Salyut 1 (DOS-1)
- Salyut 1 as seen from the departing Soyuz 11

Station statistics
- COSPAR ID: 1971-032A
- SATCAT no.: 05160
- Call sign: Salyut 1
- Crew: 3
- Launch: April 19, 1971, 01:40:00 UTC
- Carrier rocket: Proton-K No. 254-01
- Launch pad: Baikonur, Site 81/24
- Reentry: October 11, 1971
- Mission status: De-orbited
- Mass: 18,425 kg (40,620 lb)
- Length: ~20 m (66 ft)
- Diameter: ~4 m (13 ft)
- Pressurized volume: 99 m^{3} (3,500 cu ft)
- Perigee altitude: 200 km (124 mi; 108 nmi)
- Apogee altitude: 222 km (138 mi; 120 nmi)
- Orbital inclination: 51.6°
- Orbital period: 88.5 minutes
- Days in orbit: 175 days
- Days occupied: 24 days
- No. of orbits: 2,929
- Distance traveled: 118,602,524 km (73,696,192 mi)
- Soyuz docking with Salyut 1

= Salyut 1 =

Soviet space station (1971)

Salyut 1 (Салют-1), also known as DOS-1 (Durable Orbital Station 1), was the world's first space station. It was launched into low Earth orbit by the Soviet Union on April 19, 1971. The Salyut program subsequently achieved five more successful launches of seven additional stations. The program's final module, Zvezda (DOS-8), became the core of the Russian Orbital Segment of the International Space Station and remains in orbit today.

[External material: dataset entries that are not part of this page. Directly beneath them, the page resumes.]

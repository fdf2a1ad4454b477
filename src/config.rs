use std::path::{Path, PathBuf};

use crossterm::event::{KeyCode, KeyEvent, KeyModifiers};
use serde::{Deserialize, Serialize};
use thiserror::Error;
use tracing::warn;

use crate::engine::SceneKind;
use crate::types::{Color, NamedColor};

/// Largest accepted ring radius, in rows.
pub const MAX_RADIUS_LIMIT: f64 = 1_000.0;

#[derive(Debug, Error)]
pub enum ConfigError {
    #[error("failed to read {path}: {source}")]
    Read {
        path: PathBuf,
        source: std::io::Error,
    },

    #[error("failed to parse config: {0}")]
    Parse(#[from] serde_json::Error),

    #[error("invalid configuration: {0}")]
    Invalid(String),
}

#[derive(Debug, Clone, PartialEq, Serialize, Deserialize)]
#[serde(default)]
pub struct AppConfig {
    pub scene: SceneKind,
    pub frame_interval_ms: u64,
    pub dot_count: u32,
    /// Full ring radius in rows; derived from the terminal height when unset.
    pub max_radius: Option<f64>,
    pub hud_color: Color,
    pub key_bindings: KeyBindings,
}

#[derive(Debug, Clone, PartialEq, Eq, Serialize, Deserialize)]
#[serde(default)]
pub struct KeyBindings {
    pub restart: String,
    pub quit: String,
    pub pause: String,
}

impl Default for KeyBindings {
    fn default() -> Self {
        KeyBindings {
            restart: "r".into(),
            quit: "q".into(),
            pause: "Space".into(),
        }
    }
}

impl Default for AppConfig {
    fn default() -> Self {
        AppConfig {
            scene: SceneKind::default(),
            frame_interval_ms: 16,
            dot_count: 100,
            max_radius: None,
            hud_color: Color::Named(NamedColor::White),
            key_bindings: KeyBindings::default(),
        }
    }
}

impl AppConfig {
    /// Load the user config, falling back to defaults when it is missing or bad.
    pub fn load() -> Self {
        let path = Self::config_path();
        if !path.exists() {
            return Self::default();
        }
        match Self::from_file(&path) {
            Ok(config) => config,
            Err(e) => {
                warn!(path = %path.display(), error = %e, "invalid config, using defaults");
                Self::default()
            }
        }
    }

    pub fn from_file(path: &Path) -> Result<Self, ConfigError> {
        let json = std::fs::read_to_string(path).map_err(|source| ConfigError::Read {
            path: path.to_path_buf(),
            source,
        })?;
        Self::from_json(&json)
    }

    pub fn from_json(json: &str) -> Result<Self, ConfigError> {
        let config: AppConfig = serde_json::from_str(json)?;
        config.validate()?;
        Ok(config)
    }

    pub fn validate(&self) -> Result<(), ConfigError> {
        if self.frame_interval_ms == 0 {
            return Err(ConfigError::Invalid("frame_interval_ms must be at least 1".into()));
        }
        if self.dot_count == 0 {
            return Err(ConfigError::Invalid("dot_count must be at least 1".into()));
        }
        if let Some(r) = self.max_radius {
            if !(r.is_finite() && r > 0.0 && r <= MAX_RADIUS_LIMIT) {
                return Err(ConfigError::Invalid(format!(
                    "max_radius must be in (0, {MAX_RADIUS_LIMIT}], got {r}"
                )));
            }
        }
        Ok(())
    }

    /// Ring radius for a canvas `height` rows tall.
    pub fn radius_for(&self, height: u16) -> f64 {
        self.max_radius
            .unwrap_or_else(|| (f64::from(height) / 2.0 - 2.0).max(1.0))
    }

    fn config_path() -> PathBuf {
        let home = std::env::var("HOME").unwrap_or_else(|_| ".".into());
        let mut path = PathBuf::from(home);
        path.push(".config");
        path.push("modulo-circle");
        path.push("config.json");
        path
    }
}

/// Check whether a crossterm `KeyEvent` matches a binding string from config.
pub fn matches_binding(binding: &str, event: &KeyEvent) -> bool {
    if let Some(rest) = binding.strip_prefix("Alt-") {
        return event.modifiers.contains(KeyModifiers::ALT) && matches_key(rest, event.code);
    }

    if let Some(rest) = binding.strip_prefix("Ctrl-") {
        return event.modifiers.contains(KeyModifiers::CONTROL) && matches_key(rest, event.code);
    }

    // Plain bindings must not fire while Ctrl or Alt is held.
    if event.modifiers.intersects(KeyModifiers::CONTROL | KeyModifiers::ALT) {
        return false;
    }

    matches_key(binding, event.code)
}

fn matches_key(name: &str, code: KeyCode) -> bool {
    match name {
        "Right" => code == KeyCode::Right,
        "Left" => code == KeyCode::Left,
        "Up" => code == KeyCode::Up,
        "Down" => code == KeyCode::Down,
        "Enter" => code == KeyCode::Enter,
        "Esc" => code == KeyCode::Esc,
        "Space" => code == KeyCode::Char(' '),
        "Tab" => code == KeyCode::Tab,
        "Backspace" => code == KeyCode::Backspace,
        "Home" => code == KeyCode::Home,
        "End" => code == KeyCode::End,
        s => {
            if let Some(n) = s.strip_prefix('F').and_then(|rest| rest.parse::<u8>().ok()) {
                return code == KeyCode::F(n);
            }
            let mut chars = s.chars();
            match (chars.next(), chars.next()) {
                (Some(c), None) => code == KeyCode::Char(c),
                _ => false,
            }
        }
    }
}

Salyut 1 was adapted from an Almaz airframe and comprised five components: a transfer compartment, a main compartment, two auxiliary compartments, and the Orion 1 Space Observatory. It was visited by the Soyuz 10 and Soyuz 11 missions. While the crew of Soyuz 10 was able to soft dock, the hard-docking failed, forcing the crew to abort their mission. The Soyuz 11 crew successfully docked, spending 23 days aboard Salyut 1 conducting experiments. The Soyuz 11 crew died of asphyxia caused by a valve failure just before reentry, making them the only humans to have died above the Kármán line.

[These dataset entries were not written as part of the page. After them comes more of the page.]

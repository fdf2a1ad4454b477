//! Gate policies: when does a unit's predecessor let it start?

use std::fmt;

use super::animation::Animation;

/// Eligibility rule applied between neighbouring units.
///
/// A scheduler uses exactly one policy for its whole sequence.
#[derive(Debug, Clone, Copy, PartialEq, Eq)]
pub enum Gate {
    /// Strict hand-off: the predecessor must be finished.
    Completion,
    /// Pipelined: the predecessor only has to raise its unlock flag, which it
    /// may do long before (or instead of) finishing.
    EarlyUnlock,
}

impl Gate {
    /// Does `predecessor` permit the unit after it to advance this frame?
    pub fn permits(self, predecessor: &dyn Animation) -> bool {
        match self {
            Gate::Completion => predecessor.is_finished(),
            Gate::EarlyUnlock => predecessor.unlocks_next(),
        }
    }
}

impl fmt::Display for Gate {
    fn fmt(&self, f: &mut fmt::Formatter<'_>) -> fmt::Result {
        match self {
            Gate::Completion => write!(f, "completion"),
            Gate::EarlyUnlock => write!(f, "early-unlock"),
        }
    }
}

Following the deaths, the mission of Salyut 1 was terminated, and the station reentered Earth's atmosphere, burning up on October 11, 1971.

== Background ==
Salyut 1 originated as a modification of the Soviet military's Almaz space station program that was then in development. After the landing of Apollo 11 on the Moon in July 1969, the Soviets began shifting the primary emphasis of their crewed space program to orbiting space stations, with a possible lunar landing later in the 1970s if the N-1 rocket became flight-worthy. Leonid Brezhnev canceled the lunar landing program in 1974 after four catastrophic N-1 launch failures. One other motivation for the space station program was a desire to one-up the US Skylab program then in development. The basic structure of Salyut 1 was adapted from the Almaz with a few modifications and would form the basis of all Soviet space stations through Mir.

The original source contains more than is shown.